- **EXERCISE OBJECTIVE**: Below are the records. Retype exactly the lines between the lines holding "pub mod config;" and "touching the file", inclusive.

--- DATA FOR THE TASK ---

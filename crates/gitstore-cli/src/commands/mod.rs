//! Command handlers

pub mod bag;
pub mod config;
pub mod tiddler;
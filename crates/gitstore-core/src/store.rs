//! Versioned tiddler store
//!
//! The `Store` keeps each tiddler as a plain file and lets git decide
//! everything about its history:
//! - the revision is the id of the latest commit touching the file
//! - creator and created come from the oldest commit's snapshot
//!
//! Callers never supply revisions; whatever a tiddler carries on `put` is
//! discarded and replaced by the new commit id.
//!
//! ## Usage
//!
//! ```ignore
//! let store = Store::open(config)?.with_usersign("john");
//!
//! let mut tiddler = Tiddler::new("Foo", "alpha");
//! tiddler.set_text("lorem ipsum");
//! store.put(&mut tiddler)?;
//!
//! let current = store.get("alpha", "Foo")?;
//! assert_eq!(current.revision, tiddler.revision);
//! ```

use std::collections::HashMap;
use std::sync::Mutex;

use chrono::{DateTime, Utc};
use tracing::debug;

use crate::config::Config;
use crate::identity::{Signatory, GUEST_USER};
use crate::lock::{acquire_with_retry, FileLocker, Locker};
use crate::models::{Bag, Tiddler};
use crate::revision::{CommitInfo, GitBackend};
use crate::serializer::{Serializer, TextSerializer};
use crate::storage::{FileStore, StoreError, StoreResult};

/// How much of the first snapshot is read to recover creation details
const CREATION_PREFIX_BYTES: usize = 1024;

/// Who wrote the first revision of a file, and when
#[derive(Debug, Clone)]
struct Creation {
    creator: Option<String>,
    created: DateTime<Utc>,
}

/// Tiddler store revisioned by git
///
/// Creation details are cached per path; only deletes made through this
/// `Store` invalidate the cache, not deletes or re-creates by other processes.
pub struct Store {
    files: FileStore,
    backend: GitBackend,
    locker: Box<dyn Locker>,
    serializer: Box<dyn Serializer>,
    config: Config,
    usersign: String,
    /// First-revision details per relative path; immutable once recorded
    creations: Mutex<HashMap<String, Creation>>,
}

---

- **FINAL ANSWER**:
pub mod config;
pub mod tiddler;
filename crates/gitstore-core/src/store.rs
//! Versioned tiddler store
//!
//! The `Store` keeps each tiddler as a plain file and lets git decide
//! everything about its history:
//! - the revision is the id of the latest commit touching the file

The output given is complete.